Balance billing occurs when your out-of-network healthcare provider bills you for the difference between their charges for the service you received and the amount your insurance plan has established as the allowed amount. If your health insurance coverage does not include out of network services, you will be billed for the entire provider charge.
- Your doctor charges $6,000 for a surgical procedure. Based on the negotiated contract between your insurance company and the doctor, the allowed amount is $3,500. Your deductible is $1,000. That leaves $2,500 between the deductible you owe, and the total allowed amount. Your insurance plan will pay the $2,500.
- If your doctor is in-network, he or she will accept the $3,500 ($1,000 deductible and $2,500 insurance payment) as payment in full, and the doctor cannot ask you for the remaining difference between the $3,500 allowed amount and the doctor’s full charge of $6,000 (another $2,500).
- If your doctor is out-of-network, your insurance company might pay $2,500, but will more likely pay nothing or something less. In most cases you will be billed for the remaining balance of at least $3,500. ($6,000 charge minus the insurance payment of $2,500 leaves a $3,500 balance.)
In-network providers do not balance bill
If you are seeing an in-network provider, you will not be billed for amounts above the negotiated rate that the provider and insurance plan have agreed to (sometimes called the “allowed amount”). By law, insurance companies operating in New Hampshire must prohibit provider balance billing in their network participation contract with health care providers.
Out-of-network providers do not have a payment agreement with your insurance company, meaning they can bill you for any amount. If you receive care from an out-of-network hospital, there is virtually no limit on what you may be liable to pay. Learn more about the difference between in-network and out-of-network providers.

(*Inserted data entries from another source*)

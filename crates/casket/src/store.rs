//! LocalStore: places content under the local upload root by storage key.
//!
//! Layout:
//! ```text
//! {upload_root}/
//! └── {env_tag}/
//!     ├── ab/
//!     │   └── cd/
//!     │       └── abcd1234....jpg
//!     └── 12/
//!         └── 34/
//!             └── 1234abcd....pdf
//! ```
//!
//! Objects are write-once: the path is derived from the content, so a second
//! write of the same bytes finds the file already there and skips the copy.

use std::fs;
use std::io;
use std::path::{Path, PathBuf};

use serde::Serialize;

use crate::config::StoreConfig;
use crate::digest::Digest;
use crate::error::{CasketError, Result};
use crate::layout::{check_env_tag, file_extension, key_for_bytes, key_for_file, StorageKey};

/// Where a piece of content ended up.
#[derive(Debug, Clone, PartialEq, Eq, Serialize)]
pub struct StoredObject {
    pub digest: Digest,
    pub key: StorageKey,
    pub local_path: PathBuf,
    pub size_bytes: u64,
}

/// Filesystem-backed store rooted at the configured upload root.
#[derive(Debug, Clone)]
pub struct LocalStore {
    config: StoreConfig,
}

impl LocalStore {
    /// Create a new LocalStore with the given configuration.
    ///
    /// Creates the upload root if it doesn't exist (unless in read-only mode).
    /// Fails with [`CasketError::InvalidKeyPart`] when the environment tag
    /// could not be used as a single path segment.
    pub fn new(config: StoreConfig) -> Result<Self> {
        check_env_tag(&config.env_tag)?;
        if !config.read_only {
            fs::create_dir_all(&config.upload_root)
                .map_err(|e| CasketError::io("create store", &config.upload_root, e))?;
        }
        Ok(Self { config })
    }

    /// Create a LocalStore at a specific path.
    pub fn at_path(env_tag: &str, path: impl Into<PathBuf>) -> Result<Self> {
        Self::new(StoreConfig::with_upload_root(env_tag, path))
    }

    pub fn config(&self) -> &StoreConfig {
        &self.config
    }

    /// Derive a key for `digest` in this store's environment.
    pub fn key(&self, digest: &Digest, extension: &str) -> Result<StorageKey> {
        crate::layout::derive_path(digest.as_str(), extension, &self.config.env_tag)
    }

    /// Copy a local file into the store, keyed by its content and extension.
    pub fn put_file(&self, src: impl AsRef<Path>) -> Result<StoredObject> {
        self.ensure_writable()?;
        let src = src.as_ref();
        let (digest, key) = key_for_file(src, &self.config.env_tag)?;
        let dest = key.local_path(&self.config.upload_root);

        self.ensure_parent(&key)?;
        if !dest.exists() {
            fs::copy(src, &dest).map_err(|e| CasketError::io("store", &dest, e))?;
            tracing::debug!(src = %src.display(), key = %key.file_name, "Stored file");
        }

        let size_bytes = fs::metadata(&dest)
            .map_err(|e| CasketError::io("store", &dest, e))?
            .len();
        Ok(StoredObject {
            digest,
            key,
            local_path: dest,
            size_bytes,
        })
    }

    /// Write an in-memory upload into the store.
    pub fn put_bytes(&self, data: &[u8], extension: &str) -> Result<StoredObject> {
        self.ensure_writable()?;
        let (digest, key) = key_for_bytes(data, extension, &self.config.env_tag)?;
        let dest = key.local_path(&self.config.upload_root);

        self.ensure_parent(&key)?;
        if !dest.exists() {
            fs::write(&dest, data).map_err(|e| CasketError::io("store", &dest, e))?;
            tracing::debug!(key = %key.file_name, bytes = data.len(), "Stored upload");
        }

        Ok(StoredObject {
            digest,
            key,
            local_path: dest,
            size_bytes: data.len() as u64,
        })
    }

    /// Local path for a key, if the object exists.
    pub fn path(&self, key: &StorageKey) -> Option<PathBuf> {
        let path = key.local_path(&self.config.upload_root);
        path.exists().then_some(path)
    }

    pub fn exists(&self, key: &StorageKey) -> bool {
        self.path(key).is_some()
    }

    /// Read an object's bytes, `None` if it isn't stored.
    pub fn retrieve(&self, key: &StorageKey) -> Result<Option<Vec<u8>>> {
        let path = key.local_path(&self.config.upload_root);
        match fs::read(&path) {
            Ok(data) => Ok(Some(data)),
            Err(e) if e.kind() == io::ErrorKind::NotFound => Ok(None),
            Err(e) => Err(CasketError::io("retrieve", &path, e)),
        }
    }

    /// Delete a file, warning when it's already gone.
    pub fn remove(&self, path: impl AsRef<Path>) -> Result<()> {
        self.ensure_writable()?;
        let path = path.as_ref();
        if let Err(e) = fs::metadata(path) {
            tracing::warn!(path = %path.display(), "File does not exist");
            return Err(CasketError::io("remove", path, e));
        }
        fs::remove_file(path).map_err(|e| CasketError::io("remove", path, e))
    }

    /// Store an upload whose extension comes from its original file name.
    pub fn put_named_bytes(&self, data: &[u8], filename: &str) -> Result<StoredObject> {
        self.put_bytes(data, file_extension(filename))
    }

    fn ensure_writable(&self) -> Result<()> {
        if self.config.read_only {
            return Err(CasketError::ReadOnly);
        }
        Ok(())
    }

    fn ensure_parent(&self, key: &StorageKey) -> Result<()> {
        let dir = key.local_dir(&self.config.upload_root);
        fs::create_dir_all(&dir).map_err(|e| CasketError::io("store", &dir, e))
    }
}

During the 2018 session, the New Hampshire Legislature acted to prohibit anesthesiologists, pathologists, radiologists, and emergency physicians from billing a commercially insured patient for their charges when the care was provided at an in-network hospital. Therefore, as long as you have chosen an in-network hospital, you should not owe more to any of these provider types than your copayments, coinsurance, or deductible, as if the care had been provided by an in-network provider. In addition to the hospital, you should confirm that your surgeon, assistant surgeon, or other doctors seen in the hospital are in-network, or you may face out of network charges from these providers.